Female doctor with the stethoscope holding heart

Your heart is definitely one way to take a closer look at your fitness levels, folks, but a lot of us aren’t doing so great in that respect. The Heart Foundation reports that nearly 800,000 Americans die annually from strokes, heart disease and other cardiovascular diseases, making heart disease the top cause of death in the country (https://theheartfoundation.org/heart-disease-facts-2/). Close to one million people are estimated to experience a heart attack each year, too, with around half of these attacks coming on suddenly without any early warning signs.

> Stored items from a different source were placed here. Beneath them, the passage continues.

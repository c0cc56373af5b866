//! Step and run outcomes

use crate::error::StepError;
use strata_core::Environment;

/// Result of a single deployment step
#[derive(Debug)]
pub enum StepOutcome {
    /// SQL was executed by the backend
    Executed,
    /// Dry run: SQL was prepared but not executed
    Prepared,
    /// Backend not installed: SQL was prepared for manual execution
    PreparedFallback { reason: String },
    /// Step failed; the run stops here
    Failed(StepError),
}

impl StepOutcome {
    /// Whether the run may continue past this step
    pub fn is_success(&self) -> bool {
        !matches!(self, StepOutcome::Failed(_))
    }
}

/// Terminal state of a deployment run
#[derive(Debug, Clone, PartialEq, Eq)]
pub enum RunStatus {
    /// Every step succeeded
    Completed,
    /// Production confirmation was declined; nothing ran
    Cancelled,
    /// Step `step` (1-based) failed; later steps were not attempted
    FailedAtStep {
        step: usize,
        path: &'static str,
        error: String,
    },
}

/// Summary of a deployment run
#[derive(Debug, Clone, PartialEq, Eq)]
pub struct DeployReport {
    pub environment: Environment,
    pub database: &'static str,
    pub succeeded: usize,
    pub total: usize,
    pub status: RunStatus,
    pub dry_run: bool,
}

impl DeployReport {
    /// Overall success: every planned step succeeded
    pub fn is_success(&self) -> bool {
        self.status == RunStatus::Completed && self.succeeded == self.total
    }

    /// Print the operator-facing summary block
    pub fn print_summary(&self) {
        println!("\n{}", "=".repeat(70));
        match &self.status {
            RunStatus::Completed => {
                println!(
                    "\u{2713} Deployment complete! ({}/{} files){}",
                    self.succeeded,
                    self.total,
                    if self.dry_run { " [DRY RUN]" } else { "" }
                );
            }
            RunStatus::Cancelled => {
                println!(
                    "Deployment cancelled ({}/{} files)",
                    self.succeeded, self.total
                );
            }
            RunStatus::FailedAtStep { step, path, .. } => {
                println!(
                    "\u{26a0} Deployment incomplete ({}/{} files), stopped at step {}: {}",
                    self.succeeded, self.total, step, path
                );
            }
        }
        println!("Environment: {}", self.environment.as_str().to_uppercase());
        println!("Database: {}", self.database);
        println!("{}\n", "=".repeat(70));
    }
}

How your heart is aging, so to speak, is a sign of its fitness and health. Research in this area has revealed some troubling figures. The Morbidity and Mortality Weekly Report from the Centers for Disease Control and Prevention, for example, revealed that most people between the ages of 30 and 74 have a heart that is older than their current age (https://www.cdc.gov/mmwr/preview/mmwrhtml/mm6434a6.htm?s_cid=mm6434a6_w). The average predicated heart age for women was 5.4 years older than their current age, and men fared worse at 7.8 years.

How is heart age calculated?

Many factors go into calculating an estimated heart age. You can find online calculators on the professional websites of many heart organizations and medical authorities to calculate yours. You will be asked many questions, including whether you have or have had heart conditions in the past, your gender, your age, height, weight, smoker status, family history, whether you have diabetes and more. Keep in mind that while the results are not going to be anything other than an estimate, they can give you some insight into where your heart health currently is and whether you can improve it.

There are also other tests you can take to help determine your heart’s fitness. Your HDL/cholesterol ratio, for example, is determined by dividing your HDL levels by your level of cholesterol in total. Ideally, you want a ratio that is over 24 percent. Your fasting blood sugar level should be under 79 mg/dl, and your iron levels should be below 80 ng/ml. Excessive levels of iron in the blood can damage blood vessels and boost your risk of heart disease.

Of course, eating healthy and exercising regularly are two surefire ways to make your heart young again if you’re not happy with your estimated heart age and/or test results. Before you embark on a new diet and workout program, speak to your doctor for guidance.